[Stored data]
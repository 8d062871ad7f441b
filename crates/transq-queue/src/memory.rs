//! In-process work queue.
//!
//! Same delivery semantics as the Redis queue (visibility leases, receive
//! counts, dead-lettering) without a server. Time is read from
//! `tokio::time`, so tests running with a paused clock can expire leases
//! by advancing it.

use std::collections::BTreeMap;
use std::sync::{Mutex, MutexGuard};
use std::time::Duration;

use async_trait::async_trait;
use tokio::sync::Notify;
use tokio::time::Instant;
use tracing::{debug, warn};

use crate::error::{QueueError, QueueResult};
use crate::queue::{QueueDepth, ReceivedMessage, WorkQueue};

#[derive(Debug)]
struct Entry {
    body: String,
    receive_count: u32,
    /// `None` until first received
    hidden_until: Option<Instant>,
    receipt: Option<String>,
}

impl Entry {
    fn is_visible(&self, now: Instant) -> bool {
        self.hidden_until.map(|t| t <= now).unwrap_or(true)
    }
}

#[derive(Debug, Default)]
struct State {
    next_id: u64,
    entries: BTreeMap<u64, Entry>,
    dead_letters: Vec<String>,
    deleted: u64,
}

/// In-memory [`WorkQueue`].
#[derive(Debug)]
pub struct MemoryQueue {
    state: Mutex<State>,
    arrivals: Notify,
    visibility_timeout: Duration,
    max_receives: Option<u32>,
}

impl Default for MemoryQueue {
    fn default() -> Self {
        Self::new(Duration::from_secs(900))
    }
}

impl MemoryQueue {
    /// Queue without a receive limit.
    pub fn new(visibility_timeout: Duration) -> Self {
        Self {
            state: Mutex::new(State::default()),
            arrivals: Notify::new(),
            visibility_timeout,
            max_receives: None,
        }
    }

    /// Dead-letter messages once they have been delivered `max` times.
    pub fn with_max_receives(mut self, max: u32) -> Self {
        self.max_receives = Some(max);
        self
    }

    fn lock(&self) -> MutexGuard<'_, State> {
        self.state.lock().unwrap_or_else(|e| e.into_inner())
    }

    /// Messages not yet deleted or dead-lettered.
    pub fn len(&self) -> usize {
        self.lock().entries.len()
    }

    pub fn is_empty(&self) -> bool {
        self.len() == 0
    }

    /// Number of successful deletes.
    pub fn deleted_count(&self) -> u64 {
        self.lock().deleted
    }

    /// Bodies of dead-lettered messages, oldest first.
    pub fn dead_letters(&self) -> Vec<String> {
        self.lock().dead_letters.clone()
    }

    /// Bodies of all undeleted messages, oldest first.
    pub fn bodies(&self) -> Vec<String> {
        self.lock().entries.values().map(|e| e.body.clone()).collect()
    }

    fn take_visible(&self, state: &mut State, now: Instant) -> Option<ReceivedMessage> {
        loop {
            let id = state
                .entries
                .iter()
                .find(|(_, e)| e.is_visible(now))
                .map(|(id, _)| *id)?;

            let over_limit = self
                .max_receives
                .zip(state.entries.get(&id))
                .map(|(max, e)| e.receive_count >= max)
                .unwrap_or(false);

            if over_limit {
                if let Some(entry) = state.entries.remove(&id) {
                    warn!(
                        message_id = id,
                        receive_count = entry.receive_count,
                        "Moved message to DLQ after too many deliveries"
                    );
                    state.dead_letters.push(entry.body);
                }
                continue;
            }

            let entry = state.entries.get_mut(&id)?;
            entry.receive_count += 1;
            entry.hidden_until = Some(now + self.visibility_timeout);
            let receipt = format!("{id}:{}", entry.receive_count);
            entry.receipt = Some(receipt.clone());

            return Some(ReceivedMessage {
                message_id: id.to_string(),
                receipt,
                body: entry.body.clone(),
                receive_count: entry.receive_count,
            });
        }
    }

    fn find_by_receipt<'a>(state: &'a mut State, receipt: &str) -> Option<(u64, &'a mut Entry)> {
        state
            .entries
            .iter_mut()
            .find(|(_, e)| e.receipt.as_deref() == Some(receipt))
            .map(|(id, e)| (*id, e))
    }
}

#[async_trait]
impl WorkQueue for MemoryQueue {
    async fn send(&self, body: &str) -> QueueResult<String> {
        let id = {
            let mut state = self.lock();
            state.next_id += 1;
            let id = state.next_id;
            state.entries.insert(
                id,
                Entry {
                    body: body.to_string(),
                    receive_count: 0,
                    hidden_until: None,
                    receipt: None,
                },
            );
            id
        };
        self.arrivals.notify_waiters();
        debug!(message_id = id, "Sent message");
        Ok(id.to_string())
    }

    async fn receive(&self, wait: Duration) -> QueueResult<Option<ReceivedMessage>> {
        let deadline = Instant::now() + wait;

        loop {
            // Registered before the state check so a send in between wakes us.
            let arrival = self.arrivals.notified();

            let next_visible = {
                let mut state = self.lock();
                let now = Instant::now();
                if let Some(message) = self.take_visible(&mut state, now) {
                    return Ok(Some(message));
                }
                state.entries.values().filter_map(|e| e.hidden_until).min()
            };

            if Instant::now() >= deadline {
                return Ok(None);
            }

            let wake_at = next_visible.map_or(deadline, |t| t.min(deadline));
            let _ = tokio::time::timeout_at(wake_at, arrival).await;
        }
    }

    async fn delete(&self, receipt: &str) -> QueueResult<()> {
        let mut state = self.lock();
        let (id, _) = Self::find_by_receipt(&mut state, receipt)
            .ok_or_else(|| QueueError::invalid_receipt(receipt))?;
        state.entries.remove(&id);
        state.deleted += 1;
        debug!(message_id = id, "Deleted message");
        Ok(())
    }

    async fn extend_visibility(&self, receipt: &str, lease: Duration) -> QueueResult<()> {
        let mut state = self.lock();
        let (_, entry) = Self::find_by_receipt(&mut state, receipt)
            .ok_or_else(|| QueueError::invalid_receipt(receipt))?;
        entry.hidden_until = Some(Instant::now() + lease);
        Ok(())
    }

    async fn depth(&self) -> QueueResult<QueueDepth> {
        let state = self.lock();
        let now = Instant::now();
        let visible = state.entries.values().filter(|e| e.is_visible(now)).count() as u64;
        Ok(QueueDepth {
            visible,
            in_flight: state.entries.len() as u64 - visible,
            dead_lettered: state.dead_letters.len() as u64,
        })
    }
}

#[cfg(test)]
mod tests {
    use super::*;
    use std::sync::Arc;

    #[tokio::test(start_paused = true)]
    async fn test_receive_hides_message_until_lease_expires() {
        let queue = MemoryQueue::new(Duration::from_secs(30));
        queue.send("a").await.unwrap();

        let first = queue.receive(Duration::ZERO).await.unwrap().unwrap();
        assert_eq!(first.body, "a");
        assert_eq!(first.receive_count, 1);
        assert!(queue.receive(Duration::ZERO).await.unwrap().is_none());

        tokio::time::advance(Duration::from_secs(31)).await;
        let second = queue.receive(Duration::ZERO).await.unwrap().unwrap();
        assert_eq!(second.message_id, first.message_id);
        assert_eq!(second.receive_count, 2);
        assert_ne!(second.receipt, first.receipt);
    }

    #[tokio::test(start_paused = true)]
    async fn test_receive_times_out_empty() {
        let queue = MemoryQueue::default();
        let started = Instant::now();
        assert!(queue
            .receive(Duration::from_secs(20))
            .await
            .unwrap()
            .is_none());
        assert!(started.elapsed() >= Duration::from_secs(20));
    }

    #[tokio::test(start_paused = true)]
    async fn test_receive_wakes_on_send() {
        let queue = Arc::new(MemoryQueue::default());
        let receiver = {
            let queue = queue.clone();
            tokio::spawn(async move { queue.receive(Duration::from_secs(20)).await })
        };
        tokio::task::yield_now().await;
        queue.send("late").await.unwrap();

        let message = receiver.await.unwrap().unwrap().unwrap();
        assert_eq!(message.body, "late");
    }

    #[tokio::test(start_paused = true)]
    async fn test_extend_visibility_postpones_redelivery() {
        let queue = MemoryQueue::new(Duration::from_secs(30));
        queue.send("a").await.unwrap();
        let message = queue.receive(Duration::ZERO).await.unwrap().unwrap();

        tokio::time::advance(Duration::from_secs(20)).await;
        queue
            .extend_visibility(&message.receipt, Duration::from_secs(30))
            .await
            .unwrap();
        tokio::time::advance(Duration::from_secs(20)).await;
        assert!(queue.receive(Duration::ZERO).await.unwrap().is_none());

        tokio::time::advance(Duration::from_secs(11)).await;
        assert!(queue.receive(Duration::ZERO).await.unwrap().is_some());
    }

    #[tokio::test]
    async fn test_delete_requires_current_receipt() {
        let queue = MemoryQueue::default();
        queue.send("a").await.unwrap();
        let message = queue.receive(Duration::ZERO).await.unwrap().unwrap();

        assert!(matches!(
            queue.delete("bogus").await,
            Err(QueueError::InvalidReceipt(_))
        ));
        queue.delete(&message.receipt).await.unwrap();
        assert!(queue.is_empty());
        assert_eq!(queue.deleted_count(), 1);
    }

    #[tokio::test(start_paused = true)]
    async fn test_dead_letter_after_max_receives() {
        let queue = MemoryQueue::new(Duration::from_secs(1)).with_max_receives(2);
        queue.send("poison").await.unwrap();

        for _ in 0..2 {
            assert!(queue.receive(Duration::ZERO).await.unwrap().is_some());
            tokio::time::advance(Duration::from_secs(2)).await;
        }
        assert!(queue.receive(Duration::ZERO).await.unwrap().is_none());
        assert_eq!(queue.dead_letters(), vec!["poison".to_string()]);

        let depth = queue.depth().await.unwrap();
        assert_eq!(depth, QueueDepth { visible: 0, in_flight: 0, dead_lettered: 1 });
    }
}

| What you should do |
Look through the data and show every line containing "BTreeMap".

| Answer box |
use std::collections::BTreeMap;
    entries: BTreeMap<u64, Entry>,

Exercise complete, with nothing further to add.